PROBLEM:
Could you find each line of the data below that contains the word "DiskFull" and copy those lines?

RECORD SET:
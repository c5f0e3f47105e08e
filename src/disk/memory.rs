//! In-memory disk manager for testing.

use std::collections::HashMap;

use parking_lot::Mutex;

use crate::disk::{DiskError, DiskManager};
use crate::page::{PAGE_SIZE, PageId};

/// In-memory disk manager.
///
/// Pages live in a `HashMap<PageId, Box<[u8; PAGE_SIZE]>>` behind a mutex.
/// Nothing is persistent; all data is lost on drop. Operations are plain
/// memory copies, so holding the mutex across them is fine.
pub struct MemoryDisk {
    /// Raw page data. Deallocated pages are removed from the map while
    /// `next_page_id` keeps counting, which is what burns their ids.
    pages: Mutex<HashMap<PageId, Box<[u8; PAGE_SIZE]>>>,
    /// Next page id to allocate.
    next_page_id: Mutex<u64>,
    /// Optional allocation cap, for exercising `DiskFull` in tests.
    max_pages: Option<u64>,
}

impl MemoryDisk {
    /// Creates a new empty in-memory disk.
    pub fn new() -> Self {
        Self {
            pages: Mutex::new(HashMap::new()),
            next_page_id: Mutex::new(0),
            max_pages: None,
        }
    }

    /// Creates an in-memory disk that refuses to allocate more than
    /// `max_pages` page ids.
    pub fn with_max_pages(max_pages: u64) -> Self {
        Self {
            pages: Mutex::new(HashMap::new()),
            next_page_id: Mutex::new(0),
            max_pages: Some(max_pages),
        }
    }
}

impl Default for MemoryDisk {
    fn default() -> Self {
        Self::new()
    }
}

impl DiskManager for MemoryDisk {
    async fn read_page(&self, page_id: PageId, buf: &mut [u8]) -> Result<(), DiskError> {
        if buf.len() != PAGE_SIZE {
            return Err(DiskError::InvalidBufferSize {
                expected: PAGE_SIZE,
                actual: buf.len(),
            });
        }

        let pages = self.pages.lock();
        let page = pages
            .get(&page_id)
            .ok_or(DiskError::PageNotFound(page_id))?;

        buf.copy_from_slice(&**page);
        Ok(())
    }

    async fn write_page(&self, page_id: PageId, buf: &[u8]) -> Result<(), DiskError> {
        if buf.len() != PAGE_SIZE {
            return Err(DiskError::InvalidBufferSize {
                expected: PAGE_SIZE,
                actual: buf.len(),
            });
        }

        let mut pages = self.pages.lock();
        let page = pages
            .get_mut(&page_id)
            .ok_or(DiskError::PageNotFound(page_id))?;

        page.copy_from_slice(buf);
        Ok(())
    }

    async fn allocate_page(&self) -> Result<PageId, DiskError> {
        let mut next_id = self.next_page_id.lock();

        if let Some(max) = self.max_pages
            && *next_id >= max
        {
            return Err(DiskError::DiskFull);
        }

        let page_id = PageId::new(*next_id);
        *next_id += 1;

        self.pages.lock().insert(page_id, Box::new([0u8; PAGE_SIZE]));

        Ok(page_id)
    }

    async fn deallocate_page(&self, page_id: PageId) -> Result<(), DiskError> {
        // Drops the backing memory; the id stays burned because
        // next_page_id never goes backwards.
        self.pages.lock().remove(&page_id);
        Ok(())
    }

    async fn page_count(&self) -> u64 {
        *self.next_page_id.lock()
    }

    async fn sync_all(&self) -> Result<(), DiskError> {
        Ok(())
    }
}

ANSWER TO THE EXERCISE:
    /// Optional allocation cap, for exercising `DiskFull` in tests.
            return Err(DiskError::DiskFull);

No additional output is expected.